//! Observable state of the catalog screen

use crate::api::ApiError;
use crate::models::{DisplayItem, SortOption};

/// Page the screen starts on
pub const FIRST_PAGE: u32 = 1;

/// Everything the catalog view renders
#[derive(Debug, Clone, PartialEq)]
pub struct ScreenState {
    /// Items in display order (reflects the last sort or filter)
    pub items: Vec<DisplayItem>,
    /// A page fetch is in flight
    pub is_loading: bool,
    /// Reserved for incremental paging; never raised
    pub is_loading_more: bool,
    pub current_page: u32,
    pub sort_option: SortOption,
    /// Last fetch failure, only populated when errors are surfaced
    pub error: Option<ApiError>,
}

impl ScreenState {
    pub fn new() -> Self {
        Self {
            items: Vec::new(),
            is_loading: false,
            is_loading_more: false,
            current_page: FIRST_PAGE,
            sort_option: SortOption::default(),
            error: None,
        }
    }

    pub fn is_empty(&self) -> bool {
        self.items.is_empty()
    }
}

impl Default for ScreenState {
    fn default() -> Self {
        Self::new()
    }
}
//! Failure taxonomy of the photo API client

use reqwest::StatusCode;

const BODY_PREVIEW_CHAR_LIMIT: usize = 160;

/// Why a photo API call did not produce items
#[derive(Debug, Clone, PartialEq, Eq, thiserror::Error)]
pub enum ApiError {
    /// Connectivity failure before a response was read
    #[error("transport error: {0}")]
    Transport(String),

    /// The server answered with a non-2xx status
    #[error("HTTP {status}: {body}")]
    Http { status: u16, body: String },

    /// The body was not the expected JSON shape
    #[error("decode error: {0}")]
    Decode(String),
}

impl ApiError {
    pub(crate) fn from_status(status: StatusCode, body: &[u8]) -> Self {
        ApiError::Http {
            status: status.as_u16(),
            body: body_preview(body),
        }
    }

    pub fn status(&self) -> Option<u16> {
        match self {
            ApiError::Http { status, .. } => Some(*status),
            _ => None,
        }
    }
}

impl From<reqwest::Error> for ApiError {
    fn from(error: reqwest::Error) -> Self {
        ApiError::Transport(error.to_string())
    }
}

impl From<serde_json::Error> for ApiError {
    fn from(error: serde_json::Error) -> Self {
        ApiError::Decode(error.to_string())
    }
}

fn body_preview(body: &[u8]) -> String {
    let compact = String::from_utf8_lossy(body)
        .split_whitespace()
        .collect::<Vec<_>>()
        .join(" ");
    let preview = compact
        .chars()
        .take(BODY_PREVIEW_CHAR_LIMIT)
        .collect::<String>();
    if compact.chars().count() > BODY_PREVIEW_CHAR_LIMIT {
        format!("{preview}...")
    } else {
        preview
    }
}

=-=-=

__Required action__
Only a number is wanted here: how many lines of the records above contain "Clone".

__Task output__
2